9.7 SET-OFF. In addition to any rights and remedies of
Mezzanine Lender provided by law, Mezzanine Lender shall have the right, without
prior notice to Borrower, any such notice being expressly waived by Borrower to
the extent permitted by applicable law, upon and during the continuance of any
Event of Default or upon the filing of a petition under any of the provisions of
the federal bankruptcy act or amendments thereto, by or against, the making of
an assignment for the benefit of creditors by, the application for the
appointment, or the appointment, of any receiver of, or of any of the property
of, the issuance of any execution against any of the property of, the issuance
of a subpoena or order, in supplementary proceedings, against or with respect to
any of the property of, or the issuance of a warrant of attachment against any
of the property of, Borrower, to set-off and apply against any indebtedness,
whether matured or unmatured, of Borrower to Mezzanine Lender, any amount owing
from Mezzanine Lender to Borrower, at or at any time after the happening of any
of the above mentioned events, and the aforesaid right of set-off may be
exercised by Mezzanine Lender against Borrower or against any trustee in
bankruptcy, debtor in possession, assignee for the benefit of creditors,
receiver or execution, judgment or attachment creditor of Borrower, or
47
against anyone else claiming through or against Borrower or such trustee in
bankruptcy, debtor in possession, assignee for the benefit of creditors,
receiver, or execution, judgment or attachment creditor, notwithstanding the
fact that such right of set-off shall not have been exercised by such Mezzanine
Lender prior to the making, filing or issuance, or service upon such Mezzanine
Lender of, or of notice of, any such petition, assignment for the benefit of
creditors, appointment or application for the appointment of a receiver, or
issuance of execution, subpoena, order or warrant.

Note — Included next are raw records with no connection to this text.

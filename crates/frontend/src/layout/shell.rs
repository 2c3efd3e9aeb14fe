use crate::domain::dataset::ui::intake::IntakePanel;
use crate::domain::dataset::ui::transcript::TranscriptView;
use leptos::prelude::*;

/// Page skeleton.
///
/// ```text
/// +------------------------------------------+
/// |                 Header                   |
/// +------------------------------------------+
/// |        Transcript        |    Intake     |
/// |        (Center)          |    (Right)    |
/// +------------------------------------------+
/// ```
#[component]
pub fn Shell() -> impl IntoView {
    view! {
        <div class="app-layout">
            <header class="app-header">
                <h1 class="app-header__title">"Research Dataset Analysis"</h1>
                <span class="app-header__subtitle">"Systematic review intake demo"</span>
            </header>
            <div class="app-body">
                <main class="app-main">
                    <TranscriptView />
                </main>
                <aside class="app-side">
                    <IntakePanel />
                </aside>
            </div>
        </div>
    }
}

9.8 COUNTERPARTS. This Agreement may be executed by one or
more of the parties to this Agreement on any number of separate counterparts and
all of said counterparts taken together shall be deemed to constitute one and
the same instrument.
9.9 GOVERNING LAW. THIS AGREEMENT AND THE MEZZANINE NOTE AND
THE RIGHTS AND OBLIGATIONS OF THE PARTIES UNDER THIS AGREEMENT AND THE MEZZANINE
NOTE SHALL BE GOVERNED BY, AND CONSTRUED AND INTERPRETED IN ACCORDANCE WITH, THE
LAW OF THE STATE OF NEW YORK.
9.10 SEVERABILITY. Any provision of this Agreement which is
prohibited or unenforceable in any jurisdiction shall, as to such jurisdiction,
be ineffective to the extent of such prohibition or unenforceability without
invalidating the remaining provisions hereof, and any such prohibition or
unenforceability in any jurisdiction shall not invalidate or render
unenforceable such provision in any other jurisdiction.
9.11 INTEGRATION. This Agreement represents the agreement of
Borrower and Mezzanine Lender with respect to the subject matter hereof, and
there are no promises, undertakings, representations or warranties by Mezzanine
Lender relative to the subject matter hereof not expressly set forth or referred
to herein or in the other Mezzanine Loan Documents.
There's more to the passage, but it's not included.